Gli amici nel calcio. “Il legame con Elio Di Toro è speciale. Ci siamo conosciuti al Foggia: lui un veterano, io giovanissimo alla prima esperienza. Abitavamo insieme, avevamo lo stesso ruolo. In competizione? Sì ma solo in campo! Ci menavamo ad ogni allenamento! Fuori invece eravamo sempre insieme, si è creato un rapporto vero, di amicizia, che dura tutt’oggi. Con Rinaudo (ex Napoli) più o meno uguale, altro mio grande amico”.

L’aspirazione. “Quando deciderò di smettere (tra minimo due/tre anni spero!) mi piacerebbe fare l’allenatore. Già adesso quando vedo le partite, le osservo in modo analitico”.

Gli allenatori. “Spalletti mi ha trattato come un figlio. Io ero un ragazzino di 20 anni alla sua prima esperienza lontano da casa, in A. Mi ha saputo dare schiaffi e carezze, sempre nel momento giusto”. “Conte era schietto, determinato. Vero. A tratti insopportabile ma ti accorgi solo dopo quanto ti lascia dal punto di vista agonistico, umano e tattico. Che facesse saltare in aria qualcosa all’interno dello spogliatoio era all’ordine del giorno. E’ uno che vive molto la partita, diciamo così”. “Mazzarri era maniacale nel modo in cui preparava le partite. Curava tutto, noi scendevamo in campo e sapevamo già che fare. Lui ce lo diceva anche, il suo obiettivo era quello di farci pensare il meno possibile. Così potevamo agire più velocemente”.

Hamsik o Marchisio? “Qualitativamente siamo lì. Claudio aveva qualcosa in più a livello mentale, una maggiore autostima. Che nasce dalle vittorie”.

Dino Fava. “Un ragazzo eccezionale. Lui viveva dentro l’area di rigore: stava fermo lì e la buttava dentro”.

Di Natale. “Inizialmente era molto timido. Poi ci siamo rincontrati 10 anni dopo e l’ho ritrovato uomo”.
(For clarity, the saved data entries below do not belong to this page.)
//! ISO currency codes and the glyph table used to detect them in scraped
//! price text.

use std::fmt;
use std::str::FromStr;

use serde::{Deserialize, Serialize};

use crate::CoreError;

/// Currencies a [`crate::PriceRecord`] can carry.
#[derive(Debug, Clone, Copy, PartialEq, Eq, Hash, Serialize, Deserialize)]
#[serde(rename_all = "UPPERCASE")]
pub enum CurrencyCode {
    Inr,
    Usd,
    Eur,
    Gbp,
    Jpy,
    Krw,
    Cny,
}

/// Currency assumed when price text carries no recognisable symbol.
///
/// This is a policy choice for the storefronts the tool was first pointed
/// at (Indian regional sites that often render bare numbers), not a fact
/// about the page. Callers that know better should not rely on it.
pub const DEFAULT_CURRENCY: CurrencyCode = CurrencyCode::Inr;

/// Detection table, scanned in declaration order; the first entry with any
/// matching glyph wins.
///
/// `¥` is listed for both JPY and CNY. Because JPY is declared first, bare
/// `¥` text always resolves to JPY. Adapters for CNY storefronts must
/// disambiguate before calling the detector.
pub const SYMBOL_TABLE: &[(CurrencyCode, &[&str])] = &[
    (CurrencyCode::Inr, &["₹", "INR"]),
    (CurrencyCode::Usd, &["$", "USD"]),
    (CurrencyCode::Eur, &["€", "EUR"]),
    (CurrencyCode::Gbp, &["£", "GBP"]),
    (CurrencyCode::Jpy, &["¥", "JPY"]),
    (CurrencyCode::Krw, &["₩", "KRW"]),
    (CurrencyCode::Cny, &["¥", "CNY"]),
];

impl CurrencyCode {
    #[must_use]
    pub fn as_str(self) -> &'static str {
        match self {
            CurrencyCode::Inr => "INR",
            CurrencyCode::Usd => "USD",
            CurrencyCode::Eur => "EUR",
            CurrencyCode::Gbp => "GBP",
            CurrencyCode::Jpy => "JPY",
            CurrencyCode::Krw => "KRW",
            CurrencyCode::Cny => "CNY",
        }
    }

    /// Every glyph or code in [`SYMBOL_TABLE`], in table order.
    pub fn all_symbols() -> impl Iterator<Item = &'static str> {
        SYMBOL_TABLE
            .iter()
            .flat_map(|(_, symbols)| symbols.iter().copied())
    }
}

impl Default for CurrencyCode {
    fn default() -> Self {
        DEFAULT_CURRENCY
    }
}

impl fmt::Display for CurrencyCode {
    fn fmt(&self, f: &mut fmt::Formatter<'_>) -> fmt::Result {
        f.write_str(self.as_str())
    }
}

impl FromStr for CurrencyCode {
    type Err = CoreError;

    fn from_str(s: &str) -> Result<Self, Self::Err> {
        SYMBOL_TABLE
            .iter()
            .map(|(code, _)| *code)
            .find(|code| code.as_str().eq_ignore_ascii_case(s.trim()))
            .ok_or_else(|| CoreError::UnknownCurrency(s.to_string()))
    }
}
Cavani. “Il classico grande attaccante: egoista. Pensava solo a segnare, segnare, segnare. Sembrava avesse il paraocchi.

Lavezzi. “Più uomo squadra di Cavani, anche fuori dal campo. Un ragazzo sincero: se deve dire le cose come stanno non si tira di certo indietro. Io e lui ci sentiamo ancora, ci scriviamo qualche messaggino. Ci prendiamo in giro”.

Vidal. “Un animale. Come ragazzo, simpaticissimo. Come giocatore davvero fortissimo, completo. Faceva di tutto, fase difensiva e offensiva. E sempre allo stesso ritmo e modo. Devastante”.

Le magliette scambiate. “Quando ero giovane era una malattia scambiarsi le magliette con i propri idoli. Io le chiedevo solo a chi aveva le mie stesse caratteristiche. A casa conservo gelosamente quella di Gattuso, oppure quella di Emerson della Roma. Immaginati l’emozione, solo nel chiederle. Arrivavo dalla C2 e certi campioni li avevo visti solo in Tv prima di allora. Se l’ho chiesta a Gerrard in quel (vedi foto) Liverpool-Napoli? No! L’ho presa di Poulsen”.